- Born: 1 January 1959 (age 67) Wellington, New Zealand
- Education: University of Canterbury; Imperial College London (PhD);
- Known for: Strand; Grid Computing; Globus Toolkit; Globus service;
- Awards: Lovelace Medal (2002); Gordon Bell Prize; Tsutomu Kanai Award (2011); Charles Babbage Award (2019);
- Scientific career
- Fields: Computer Science; Grid computing;
- Workplaces: University of Chicago; Argonne National Laboratory;
- Thesis: Parlog as a systems programming language (1988)
- Doctoral advisor: Keith Clark
- Website: ianfoster.typepad.com; www.cs.uchicago.edu/directory/ian-foster; labs.globus.org;

= Ian Foster (computer scientist) =

New Zealand-American computer scientist

Ian Tremere Foster (born 1 January 1959) is a New Zealand-American computer scientist. He is a distinguished fellow, senior scientist, and director of the Data Science and Learning division at Argonne National Laboratory, and a professor in the department of computer science at the University of Chicago.

==Education and career==
Foster was born in Wellington, New Zealand, in 1959. He was educated at Wellington College and the University of Canterbury, followed by the Department of Computing, Imperial College London.

From 2006 to 2016, he was director of the Computation Institute (CI), a joint project between the University of Chicago, and Argonne National Laboratory.
CI brings together computational scientists and discipline leaders to work on projects with computation as a key component.

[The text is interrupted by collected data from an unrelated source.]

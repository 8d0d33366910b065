//! Page templates and the materialized render surface.
//!
//! A report is laid out as an A4 SVG page and parsed into a `usvg` tree. The
//! parsed tree is the materialized surface: fully laid out (text shaped into
//! paths) and ready for synchronous rasterization by the capture encoder.
//!
//! The renderer owns at most one active surface. Callers receive a
//! [`SurfaceHandle`], a weak reference that stops resolving once the surface is
//! replaced or torn down.

mod analytics;
pub mod svg;
mod sustainability;

use chrono::{DateTime, Utc};
use resvg::usvg;
use std::sync::atomic::{AtomicBool, Ordering};
use std::sync::{Arc, Mutex, Weak};

use crate::error::{RenderError, Result};
use crate::types::{ReportKind, ReportPayload};

/// A laid-out page ready for capture
pub struct MaterializedSurface {
    tree: usvg::Tree,
    kind: ReportKind,
    title: String,
    generated_at: DateTime<Utc>,
    detached: AtomicBool,
}

impl MaterializedSurface {
    /// Laid-out page tree
    pub fn tree(&self) -> &usvg::Tree {
        &self.tree
    }

    /// Page size in CSS pixels
    pub fn size(&self) -> (f32, f32) {
        let size = self.tree.size();
        (size.width(), size.height())
    }

    /// Report kind this surface shows
    pub fn kind(&self) -> ReportKind {
        self.kind
    }

    /// Report title
    pub fn title(&self) -> &str {
        &self.title
    }

    /// Model-construction timestamp of the report
    pub fn generated_at(&self) -> DateTime<Utc> {
        self.generated_at
    }

    /// Whether the renderer has let go of this surface
    pub fn is_detached(&self) -> bool {
        self.detached.load(Ordering::SeqCst)
    }

    fn detach(&self) {
        self.detached.store(true, Ordering::SeqCst);
    }
}

impl std::fmt::Debug for MaterializedSurface {
    fn fmt(&self, f: &mut std::fmt::Formatter<'_>) -> std::fmt::Result {
        f.debug_struct("MaterializedSurface")
            .field("kind", &self.kind)
            .field("size", &self.size())
            .field("detached", &self.is_detached())
            .finish()
    }
}

/// Stable reference to a materialized surface
#[derive(Clone, Debug)]
pub struct SurfaceHandle {
    surface: Weak<MaterializedSurface>,
}

impl SurfaceHandle {
    /// A handle that never resolves
    pub fn detached() -> Self {
        Self {
            surface: Weak::new(),
        }
    }

    /// Whether the surface is still materialized
    pub fn is_live(&self) -> bool {
        self.surface
            .upgrade()
            .is_some_and(|surface| !surface.is_detached())
    }

    /// Resolve the surface for capture
    pub fn acquire(&self) -> std::result::Result<Arc<MaterializedSurface>, RenderError> {
        match self.surface.upgrade() {
            Some(surface) if !surface.is_detached() => Ok(surface),
            _ => Err(RenderError::SurfaceDetached),
        }
    }
}

/// Lays out reports and keeps the active surface materialized
pub struct TemplateRenderer {
    product_name: String,
    fontdb: Arc<usvg::fontdb::Database>,
    active: Mutex<Option<Arc<MaterializedSurface>>>,
}

impl TemplateRenderer {
    /// Create a renderer; system fonts are loaded once, up front
    pub fn new(product_name: impl Into<String>, load_system_fonts: bool) -> Self {
        let mut fontdb = usvg::fontdb::Database::new();
        if load_system_fonts {
            fontdb.load_system_fonts();
        }
        tracing::debug!(faces = fontdb.len(), "Loaded font faces for report layout");

        Self {
            product_name: product_name.into(),
            fontdb: Arc::new(fontdb),
            active: Mutex::new(None),
        }
    }

    /// Lay out `report` and make it the active surface
    ///
    /// Any previously active surface is detached; handles to it stop resolving.
    pub fn materialize(&self, report: &ReportPayload) -> Result<SurfaceHandle> {
        let svg = match report {
            ReportPayload::Analytics(data) => analytics::layout(&self.product_name, data)?,
            ReportPayload::Esg(data) => sustainability::layout(&self.product_name, data),
        };

        let mut options = usvg::Options::default();
        options.fontdb = Arc::clone(&self.fontdb);
        let tree = usvg::Tree::from_str(&svg, &options).map_err(|e| RenderError::Layout {
            reason: e.to_string(),
        })?;

        let surface = Arc::new(MaterializedSurface {
            tree,
            kind: report.kind(),
            title: report.title(),
            generated_at: report.generated_at(),
            detached: AtomicBool::new(false),
        });
        let handle = SurfaceHandle {
            surface: Arc::downgrade(&surface),
        };

        let previous = self.lock_active().replace(surface);
        if let Some(previous) = previous {
            previous.detach();
        }

        tracing::debug!(kind = ?report.kind(), "Materialized report surface");
        Ok(handle)
    }

    /// Handle to the active surface, if any
    pub fn active(&self) -> Option<SurfaceHandle> {
        self.lock_active().as_ref().map(|surface| SurfaceHandle {
            surface: Arc::downgrade(surface),
        })
    }

    /// Tear down the active surface (e.g. the user navigated away)
    pub fn teardown(&self) {
        if let Some(surface) = self.lock_active().take() {
            surface.detach();
            tracing::debug!(kind = ?surface.kind(), "Tore down report surface");
        }
    }

    fn lock_active(&self) -> std::sync::MutexGuard<'_, Option<Arc<MaterializedSurface>>> {
        // The slot holds no invariants a panicking holder could break
        self.active.lock().unwrap_or_else(|poisoned| poisoned.into_inner())
    }
}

He is currently Director of the Data Science and Learning Division at Argonne National Laboratory, a unit established to tackle advanced scientific problems where data analysis and artificial intelligence can provide critical insights and accelerate discovery.

==Honors==
Foster's honours include the Gordon Bell Prize for high-performance computing (2001), the Lovelace Medal of the British Computer Society (2002), an honorary Doctor of Science from the University of Canterbury in 2005, the IEEE Tsutomu Kanai Award (2011), the IEEE Computer Society Charles Babbage Award, (with Carl Kesselman) the IEEE Computer Society Harry H Goode Memorial Award (2020), the IEEE Internet Award (2023), (Note: Alongside Carl Kesselman; the citation reads: "For contributions to the design, deployment, and application of practical Internet-scale global computing platforms.) and the ACM-IEEE CS Ken Kennedy Award (2022). He was elected Fellow of the British Computer Society in 2001, Fellow of the American Association for the Advancement of Science in 2003, and in 2009, a Fellow of the Association for Computing Machinery, who named him the inaugural recipient of the high-performance parallel and distributed computing (HPDC) achievement award in 2012. In 2017, he was recognised with the Euro-Par Achievement Award.

==Research==
Foster's research focuses on the acceleration of discovery in a network using distributed computing. With Carl Kesselman and Steve Tuecke, Foster coined the term grid computing: techniques for data-intensive, multi-institution collaboration that paved the way for cloud computing. Methods and software developed under his leadership advanced discovery in areas as high energy physics, environmental science, and biomedicine.

For example, grid computing was credited by CERN director Rolf-Dieter Heuer as one of the elements essential for the 2012 discovery of the Higgs boson.

His research has also resulted in the development of techniques, tools and algorithms for high-performance distributed computing and parallel computing. His Globus Toolkit project encouraged collaborative computing for engineering, business and other fields. In March 2004, Foster co-founded Univa Corporation to commercialize the technology.

==Publications==
- Strand: New Concepts for Parallel Programming. Prentice Hall, 1990.
- Designing and Building Parallel Programs. Addison-Wesley, 1994.
- The Grid: Blueprint for a New Computing Infrastructure. Morgan Kaufmann, 1998.
- The Sourcebook of Parallel Computing. Morgan Kaufmann, 2003.
- The Grid 2, Second Edition: Blueprint for a New Computing Infrastructure. Elsevier, 2004.
- Big Data and Social Science . CRC Press, 2016.
- Cloud Computing for Science and Engineering. MIT Press, November 2017.